BEGIN
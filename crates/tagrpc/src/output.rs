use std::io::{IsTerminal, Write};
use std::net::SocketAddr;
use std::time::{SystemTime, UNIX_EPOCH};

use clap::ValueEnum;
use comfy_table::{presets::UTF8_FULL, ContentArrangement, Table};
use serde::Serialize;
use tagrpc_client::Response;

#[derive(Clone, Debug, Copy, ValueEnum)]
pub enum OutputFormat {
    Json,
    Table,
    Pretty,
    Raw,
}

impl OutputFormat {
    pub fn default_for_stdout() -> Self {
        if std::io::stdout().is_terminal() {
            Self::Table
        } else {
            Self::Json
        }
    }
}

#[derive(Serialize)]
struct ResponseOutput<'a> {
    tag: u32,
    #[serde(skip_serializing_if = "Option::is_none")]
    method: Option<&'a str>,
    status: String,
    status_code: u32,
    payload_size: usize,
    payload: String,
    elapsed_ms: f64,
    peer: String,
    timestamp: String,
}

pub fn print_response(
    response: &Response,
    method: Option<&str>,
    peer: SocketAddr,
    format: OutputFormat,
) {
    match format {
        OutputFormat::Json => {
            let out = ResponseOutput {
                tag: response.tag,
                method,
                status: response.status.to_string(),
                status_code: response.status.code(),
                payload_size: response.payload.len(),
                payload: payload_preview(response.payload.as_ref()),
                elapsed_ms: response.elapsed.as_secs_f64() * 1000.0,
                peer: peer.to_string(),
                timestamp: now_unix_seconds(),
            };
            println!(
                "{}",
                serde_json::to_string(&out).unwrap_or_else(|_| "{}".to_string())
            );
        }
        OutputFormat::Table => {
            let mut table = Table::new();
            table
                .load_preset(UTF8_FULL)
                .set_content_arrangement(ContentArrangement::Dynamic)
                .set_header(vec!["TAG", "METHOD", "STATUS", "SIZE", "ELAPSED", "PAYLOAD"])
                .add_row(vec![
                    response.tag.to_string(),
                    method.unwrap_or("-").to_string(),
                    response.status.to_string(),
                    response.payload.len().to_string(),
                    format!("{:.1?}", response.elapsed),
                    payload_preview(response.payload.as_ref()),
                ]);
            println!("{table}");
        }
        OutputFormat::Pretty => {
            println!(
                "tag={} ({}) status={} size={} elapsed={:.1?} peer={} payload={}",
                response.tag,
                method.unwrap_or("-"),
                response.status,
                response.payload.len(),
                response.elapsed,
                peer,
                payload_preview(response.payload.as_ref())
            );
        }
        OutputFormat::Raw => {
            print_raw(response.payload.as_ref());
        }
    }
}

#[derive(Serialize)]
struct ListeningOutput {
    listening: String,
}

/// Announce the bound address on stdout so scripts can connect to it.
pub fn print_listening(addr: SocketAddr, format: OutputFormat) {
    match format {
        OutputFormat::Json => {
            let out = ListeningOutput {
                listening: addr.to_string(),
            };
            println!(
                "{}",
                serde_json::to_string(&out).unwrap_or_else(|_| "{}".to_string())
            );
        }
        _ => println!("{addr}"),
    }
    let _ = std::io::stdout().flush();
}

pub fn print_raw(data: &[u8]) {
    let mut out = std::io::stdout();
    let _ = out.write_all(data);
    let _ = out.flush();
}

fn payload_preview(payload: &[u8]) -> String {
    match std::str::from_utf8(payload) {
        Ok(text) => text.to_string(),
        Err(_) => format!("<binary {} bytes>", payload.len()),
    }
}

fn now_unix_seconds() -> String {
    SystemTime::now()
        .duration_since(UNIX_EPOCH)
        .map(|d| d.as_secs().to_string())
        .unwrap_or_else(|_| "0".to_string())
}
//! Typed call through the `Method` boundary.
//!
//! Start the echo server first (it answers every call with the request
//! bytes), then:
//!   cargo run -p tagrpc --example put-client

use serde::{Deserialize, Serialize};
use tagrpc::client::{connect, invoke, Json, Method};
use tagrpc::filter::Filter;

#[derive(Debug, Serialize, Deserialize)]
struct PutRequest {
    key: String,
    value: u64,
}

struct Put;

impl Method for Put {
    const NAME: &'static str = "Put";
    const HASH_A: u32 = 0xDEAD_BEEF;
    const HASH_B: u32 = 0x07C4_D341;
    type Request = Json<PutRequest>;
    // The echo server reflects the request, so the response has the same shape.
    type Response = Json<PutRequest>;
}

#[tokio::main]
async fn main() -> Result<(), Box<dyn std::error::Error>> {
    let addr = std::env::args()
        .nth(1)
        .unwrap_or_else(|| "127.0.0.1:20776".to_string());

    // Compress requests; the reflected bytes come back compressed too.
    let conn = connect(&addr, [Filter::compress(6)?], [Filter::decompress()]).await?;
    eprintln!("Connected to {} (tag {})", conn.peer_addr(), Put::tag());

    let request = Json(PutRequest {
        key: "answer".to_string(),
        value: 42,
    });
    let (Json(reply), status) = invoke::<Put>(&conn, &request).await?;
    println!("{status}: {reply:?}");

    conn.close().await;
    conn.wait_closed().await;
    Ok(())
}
END
Instructions to follow:
Looking at the entries, work out how many lines hold the word "const". Give the number and nothing else.

Answer to the exercise:
3